In February 2009, Southern Star was taking another look at the park and considering a takeover bid with the City of New Orleans. Southern Star planned a scaled-down effort with intentions only to reopen the park with a water park added to the existing midway area. The idea was to reopen and build incrementally, saving about $50 million in improvements for the next few years. Given the poor economic situation then, this plan seemed to be the only way to save the park. The basic idea was to use investors and Go Zone Bonds to raise the $35 to $40 million needed to reopen the park with basic improvements required to make a real recovery and profit. Southern Star's CEO Danny R. Rogers asked Six Flags to stop all removal action of equipment from the park, as the equipment in question belongs to the City of New Orleans and not Six Flags. Southern Star also requested the return of other equipment taken from the park.

On August 18, 2009, it was announced that the land would be redeveloped into a Nickelodeon Universe theme/water park.

On September 18, 2009, New Orleans fined Six Flags $3 million and ordered the company to vacate its lease with the park. On June 13, 2009, Six Flags filed for Chapter 11 bankruptcy protection. The City of New Orleans took ownership of the park shortly after.

As of early 2010, the site was overgrown with debris and weeds.

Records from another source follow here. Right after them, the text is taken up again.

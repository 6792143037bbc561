//! Live image probes.

use async_trait::async_trait;
use std::time::Duration;

use super::ImageProbe;
use crate::error::{ErrorCode, Result, SkyreelError};

/// Fetches a live image over HTTP and decodes it to read its size.
#[derive(Clone)]
pub struct HttpImageProbe {
    client: reqwest::Client,
}

impl HttpImageProbe {
    pub fn new(timeout: Duration) -> Result<Self> {
        let client = reqwest::Client::builder()
            .timeout(timeout)
            .user_agent(concat!("skyreel/", env!("CARGO_PKG_VERSION")))
            .build()?;
        Ok(Self { client })
    }
}

#[async_trait]
impl ImageProbe for HttpImageProbe {
    async fn dimensions(&self, url: &str) -> Result<(u32, u32)> {
        let response = self.client.get(url).send().await?;
        let status = response.status();
        if !status.is_success() {
            return Err(SkyreelError::with_internal(
                ErrorCode::NetworkError,
                "The resource URL is not producing images",
                format!("GET {} returned {}", url, status),
            ));
        }

        let bytes = response.bytes().await?;
        if bytes.is_empty() {
            return Err(SkyreelError::with_internal(
                ErrorCode::ImageDecodeError,
                "The resource URL is not producing images",
                format!("GET {} returned an empty body", url),
            ));
        }

        let image = image::load_from_memory(&bytes)?;
        Ok((image.width(), image.height()))
    }
}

Removal of the debris and underbrush had begun.

As of April 11, 2010, the site was still shut down with no clear future since the city of New Orleans owned the property by this time, and the plans for the Nickelodeon-branded theme park fell through three months after bonds failed to come through.

On January 21, 2011, Southern Star went public with its third redevelopment plans for the park, posting a link on their company website. On January 26, 2011, Southern Star posted a Letter of Intent for the park on its website. The redevelopment plans gave a brief history of the property, pre and post-Katrina condition photos, development concept photos, written descriptions of each phase of the redevelopment procedure, and business projections for when it opens. During "Phase I", Southern Star planned to restore what is left of the park and expand it by adding more rides and reverting the park to its original Louisiana theme. The park would be revamped to reflect Louisiana's history and heritage, with one of the proposed sections paying tribute to the now-defunct Pontchartrain Beach, which closed in 1983.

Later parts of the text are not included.